_What you need to do:_
Exactly reproduce the lines from the top of the entries below through the line containing "and polls the", with both ends included.

Top of Working data

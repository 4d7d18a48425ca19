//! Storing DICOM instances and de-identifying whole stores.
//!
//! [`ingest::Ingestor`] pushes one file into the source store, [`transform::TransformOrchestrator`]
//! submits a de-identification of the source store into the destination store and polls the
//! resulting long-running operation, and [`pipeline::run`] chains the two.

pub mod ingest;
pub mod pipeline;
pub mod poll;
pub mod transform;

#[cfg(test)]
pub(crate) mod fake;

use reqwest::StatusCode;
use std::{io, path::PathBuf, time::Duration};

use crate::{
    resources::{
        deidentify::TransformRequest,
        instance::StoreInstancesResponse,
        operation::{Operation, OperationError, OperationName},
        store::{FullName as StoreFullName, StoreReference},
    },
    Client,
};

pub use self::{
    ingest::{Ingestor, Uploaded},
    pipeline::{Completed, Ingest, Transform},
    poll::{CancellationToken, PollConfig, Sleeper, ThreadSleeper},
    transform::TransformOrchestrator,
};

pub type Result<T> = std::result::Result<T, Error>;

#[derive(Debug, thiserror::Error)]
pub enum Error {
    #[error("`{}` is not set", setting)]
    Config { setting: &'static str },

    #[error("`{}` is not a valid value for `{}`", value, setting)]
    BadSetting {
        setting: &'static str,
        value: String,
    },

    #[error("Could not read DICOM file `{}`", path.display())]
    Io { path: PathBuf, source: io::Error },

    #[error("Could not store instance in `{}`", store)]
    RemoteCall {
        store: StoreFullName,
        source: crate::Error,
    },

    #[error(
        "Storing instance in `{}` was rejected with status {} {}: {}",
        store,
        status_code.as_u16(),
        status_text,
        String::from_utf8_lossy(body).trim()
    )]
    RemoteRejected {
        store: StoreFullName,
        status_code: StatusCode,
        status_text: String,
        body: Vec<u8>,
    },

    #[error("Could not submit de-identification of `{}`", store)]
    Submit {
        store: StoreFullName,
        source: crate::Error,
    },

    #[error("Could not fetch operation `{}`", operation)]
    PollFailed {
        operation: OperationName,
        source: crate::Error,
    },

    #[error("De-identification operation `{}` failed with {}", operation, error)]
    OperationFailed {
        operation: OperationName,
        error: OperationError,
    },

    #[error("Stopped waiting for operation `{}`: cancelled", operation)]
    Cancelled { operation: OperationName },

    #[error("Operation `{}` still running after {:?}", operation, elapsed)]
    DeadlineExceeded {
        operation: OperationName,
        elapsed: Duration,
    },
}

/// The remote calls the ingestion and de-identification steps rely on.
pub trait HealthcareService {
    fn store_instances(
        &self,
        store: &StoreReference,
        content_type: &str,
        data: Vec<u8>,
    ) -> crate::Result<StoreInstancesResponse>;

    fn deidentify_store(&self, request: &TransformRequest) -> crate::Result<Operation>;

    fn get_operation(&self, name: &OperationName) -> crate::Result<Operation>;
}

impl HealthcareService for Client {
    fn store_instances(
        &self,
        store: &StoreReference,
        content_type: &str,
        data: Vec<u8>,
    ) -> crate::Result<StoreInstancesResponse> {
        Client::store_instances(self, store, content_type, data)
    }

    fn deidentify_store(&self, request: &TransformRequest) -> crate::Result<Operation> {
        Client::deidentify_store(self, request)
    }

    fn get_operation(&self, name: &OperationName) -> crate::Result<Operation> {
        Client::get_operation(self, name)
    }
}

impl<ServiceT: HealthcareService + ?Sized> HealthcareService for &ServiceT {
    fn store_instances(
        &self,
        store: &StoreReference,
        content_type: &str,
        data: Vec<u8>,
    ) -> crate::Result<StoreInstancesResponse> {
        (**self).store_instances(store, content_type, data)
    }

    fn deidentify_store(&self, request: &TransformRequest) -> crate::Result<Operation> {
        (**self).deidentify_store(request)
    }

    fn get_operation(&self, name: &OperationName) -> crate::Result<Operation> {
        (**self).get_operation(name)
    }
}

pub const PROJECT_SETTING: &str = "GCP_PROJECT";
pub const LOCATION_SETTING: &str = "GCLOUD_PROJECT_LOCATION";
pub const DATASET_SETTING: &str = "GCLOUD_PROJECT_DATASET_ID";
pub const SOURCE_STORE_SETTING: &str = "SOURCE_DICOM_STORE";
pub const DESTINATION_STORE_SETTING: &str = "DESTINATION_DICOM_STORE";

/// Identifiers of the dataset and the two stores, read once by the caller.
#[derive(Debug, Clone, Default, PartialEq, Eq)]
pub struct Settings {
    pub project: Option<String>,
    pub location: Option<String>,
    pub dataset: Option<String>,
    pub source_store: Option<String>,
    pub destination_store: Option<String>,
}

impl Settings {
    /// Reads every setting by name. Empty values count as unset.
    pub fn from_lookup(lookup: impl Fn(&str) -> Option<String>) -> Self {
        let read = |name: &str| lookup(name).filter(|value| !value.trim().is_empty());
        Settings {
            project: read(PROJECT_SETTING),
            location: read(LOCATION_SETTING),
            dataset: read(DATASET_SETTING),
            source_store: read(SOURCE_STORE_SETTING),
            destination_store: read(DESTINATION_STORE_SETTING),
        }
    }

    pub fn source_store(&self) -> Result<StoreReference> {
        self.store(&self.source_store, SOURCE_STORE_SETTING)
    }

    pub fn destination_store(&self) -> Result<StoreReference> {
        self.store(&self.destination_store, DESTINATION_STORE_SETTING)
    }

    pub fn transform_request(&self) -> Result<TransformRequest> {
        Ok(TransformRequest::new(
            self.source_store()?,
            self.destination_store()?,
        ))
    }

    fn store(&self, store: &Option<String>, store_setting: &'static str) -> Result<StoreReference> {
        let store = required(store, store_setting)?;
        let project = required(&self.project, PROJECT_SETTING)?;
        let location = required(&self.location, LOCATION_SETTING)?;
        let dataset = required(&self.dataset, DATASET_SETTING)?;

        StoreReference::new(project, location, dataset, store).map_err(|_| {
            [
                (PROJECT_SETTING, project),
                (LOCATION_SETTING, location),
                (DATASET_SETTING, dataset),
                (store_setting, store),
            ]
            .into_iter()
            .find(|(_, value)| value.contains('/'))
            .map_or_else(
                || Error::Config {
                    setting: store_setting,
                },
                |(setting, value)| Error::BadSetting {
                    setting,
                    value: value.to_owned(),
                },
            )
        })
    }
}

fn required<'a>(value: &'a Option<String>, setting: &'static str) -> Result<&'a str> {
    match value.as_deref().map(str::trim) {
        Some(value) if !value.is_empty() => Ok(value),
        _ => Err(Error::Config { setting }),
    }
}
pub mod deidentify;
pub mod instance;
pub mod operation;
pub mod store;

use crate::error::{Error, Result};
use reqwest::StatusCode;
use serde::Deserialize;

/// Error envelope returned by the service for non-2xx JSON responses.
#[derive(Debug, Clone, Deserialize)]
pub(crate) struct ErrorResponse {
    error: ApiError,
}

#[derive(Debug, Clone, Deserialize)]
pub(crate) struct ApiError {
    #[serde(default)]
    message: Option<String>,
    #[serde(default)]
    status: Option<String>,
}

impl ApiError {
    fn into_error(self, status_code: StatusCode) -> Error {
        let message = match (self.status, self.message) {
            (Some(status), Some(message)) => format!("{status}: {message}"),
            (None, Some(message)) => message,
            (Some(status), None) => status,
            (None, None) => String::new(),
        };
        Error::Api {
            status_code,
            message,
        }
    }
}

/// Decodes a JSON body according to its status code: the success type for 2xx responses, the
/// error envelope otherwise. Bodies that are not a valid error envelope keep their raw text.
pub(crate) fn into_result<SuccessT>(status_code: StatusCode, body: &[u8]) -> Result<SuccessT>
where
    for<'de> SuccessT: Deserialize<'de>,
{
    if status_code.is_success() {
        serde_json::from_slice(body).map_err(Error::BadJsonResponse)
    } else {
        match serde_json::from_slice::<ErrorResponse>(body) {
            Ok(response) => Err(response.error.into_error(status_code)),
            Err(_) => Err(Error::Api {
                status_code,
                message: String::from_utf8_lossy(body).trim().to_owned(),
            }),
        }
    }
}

Bottom of Working data

_Problem solution:_
repository 4d7d18a48425ca19
//! Storing DICOM instances and de-identifying whole stores.
//!
//! [`ingest::Ingestor`] pushes one file into the source store, [`transform::TransformOrchestrator`]
//! submits a de-identification of the source store into the destination store and polls the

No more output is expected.